Collected data:
┏━━

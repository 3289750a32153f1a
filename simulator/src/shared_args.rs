use crate::emission::EmissionMode;
use crate::errors::Result;
use crate::geometry::SimulationBox;
use crate::params::{
    PsfConfig, SimulationConfig, SimulationParameters, TrajectoryRetention, DEFAULT_CHUNK_SIZE,
};
use crate::photons::PhotonConfig;
use clap::Parser;
use std::path::PathBuf;

/// Parse box half-sides string in format "half_x,half_y,half_z" (micrometers)
fn parse_half_sides(s: &str) -> Result<(f64, f64, f64), String> {
    let parts: Vec<&str> = s.split(',').collect();
    if parts.len() != 3 {
        return Err("Box must be in format 'half_x,half_y,half_z'".to_string());
    }

    let mut values = [0.0; 3];
    for (value, part) in values.iter_mut().zip(&parts) {
        *value = part
            .trim()
            .parse::<f64>()
            .map_err(|_| format!("Invalid box half-side '{}'", part.trim()))?;
    }

    Ok((values[0], values[1], values[2]))
}

/// Common arguments shared across simulation binaries
#[derive(Parser, Debug, Clone)]
pub struct SharedSimulationArgs {
    /// Diffusion coefficient in um^2/s
    #[arg(long, default_value_t = 12.0)]
    pub diffusion: f64,

    /// Simulation time step in microseconds
    #[arg(long, default_value_t = 0.5)]
    pub t_step_us: f64,

    /// Total simulated time in seconds
    #[arg(long, default_value_t = 0.3)]
    pub t_max: f64,

    /// Number of particles, placed uniformly at random in the box
    #[arg(long, default_value_t = 15)]
    pub num_particles: usize,

    /// Box half-sides in micrometers (format: "half_x,half_y,half_z")
    #[arg(long, default_value = "4.0,4.0,6.0", value_parser = parse_half_sides)]
    pub half_sides: (f64, f64, f64),

    /// Radial PSF sigma in micrometers
    #[arg(long, default_value_t = 0.2)]
    pub psf_sigma_radial: f64,

    /// Axial PSF sigma in micrometers
    #[arg(long, default_value_t = 0.6)]
    pub psf_sigma_axial: f64,

    /// Tabulated PSF (JSON) used instead of the Gaussian model
    #[arg(long)]
    pub psf_file: Option<PathBuf>,

    /// Peak emission rate in counts per second
    #[arg(long, default_value_t = 200e3)]
    pub max_em_rate: f64,

    /// Background rate in counts per second
    #[arg(long, default_value_t = 1e3)]
    pub bg_rate: f64,

    /// Samples per chunk
    #[arg(long, default_value_t = DEFAULT_CHUNK_SIZE)]
    pub chunk_size: usize,

    /// Random seed for particle placement, motion and photons
    #[arg(long, default_value_t = 1)]
    pub seed: u64,

    /// Store emission of each particle instead of the total
    #[arg(long, default_value_t = false)]
    pub per_particle: bool,

    /// Keep particle trajectories in storage
    #[arg(long, default_value_t = false)]
    pub keep_trajectories: bool,

    /// Run ID
    #[arg(long, default_value_t = 0)]
    pub id: u32,

    /// Enable debug output
    #[arg(long, default_value_t = false)]
    pub debug: bool,
}

impl SharedSimulationArgs {
    /// Convert command line units to a validated configuration.
    pub fn to_config(&self) -> Result<SimulationConfig> {
        let params = SimulationParameters::new(
            self.diffusion * 1e-12,
            self.t_step_us * 1e-6,
            self.t_max,
            self.num_particles,
        )?
        .with_ids(0, self.id);
        let (hx, hy, hz) = self.half_sides;
        let sim_box = SimulationBox::new(
            -hx * 1e-6,
            hx * 1e-6,
            -hy * 1e-6,
            hy * 1e-6,
            -hz * 1e-6,
            hz * 1e-6,
        )?;
        let psf = match &self.psf_file {
            Some(path) => PsfConfig::Tabulated { path: path.clone() },
            None => PsfConfig::Gaussian {
                sigma_radial: self.psf_sigma_radial * 1e-6,
                sigma_axial: self.psf_sigma_axial * 1e-6,
                center_axial: 0.0,
            },
        };
        let config = SimulationConfig {
            params,
            sim_box,
            psf,
            photons: PhotonConfig::new(self.max_em_rate, self.bg_rate)?,
            emission_mode: if self.per_particle {
                EmissionMode::PerParticle
            } else {
                EmissionMode::Aggregate
            },
            retention: if self.keep_trajectories {
                TrajectoryRetention::Keep
            } else {
                TrajectoryRetention::Discard
            },
            chunk_size: self.chunk_size,
            seed: self.seed,
        };
        config.validate()?;
        Ok(config)
    }
}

┗━━

Above are some lines. Repeat exactly, and only, those from the line that has "#[arg(long, default_value_t = DEFAULT_CHUNK_SIZE)]" through the line that has "let (hx, hy, hz) = self.half_sides;".

    #[arg(long, default_value_t = DEFAULT_CHUNK_SIZE)]
    pub chunk_size: usize,

    /// Random seed for particle placement, motion and photons
    #[arg(long, default_value_t = 1)]
    pub seed: u64,

    /// Store emission of each particle instead of the total
    #[arg(long, default_value_t = false)]
    pub per_particle: bool,

    /// Keep particle trajectories in storage
    #[arg(long, default_value_t = false)]
    pub keep_trajectories: bool,

    /// Run ID
    #[arg(long, default_value_t = 0)]
    pub id: u32,

    /// Enable debug output
    #[arg(long, default_value_t = false)]
    pub debug: bool,
}

impl SharedSimulationArgs {
    /// Convert command line units to a validated configuration.
    pub fn to_config(&self) -> Result<SimulationConfig> {
        let params = SimulationParameters::new(
            self.diffusion * 1e-12,
            self.t_step_us * 1e-6,
            self.t_max,
            self.num_particles,
        )?
        .with_ids(0, self.id);
        let (hx, hy, hz) = self.half_sides;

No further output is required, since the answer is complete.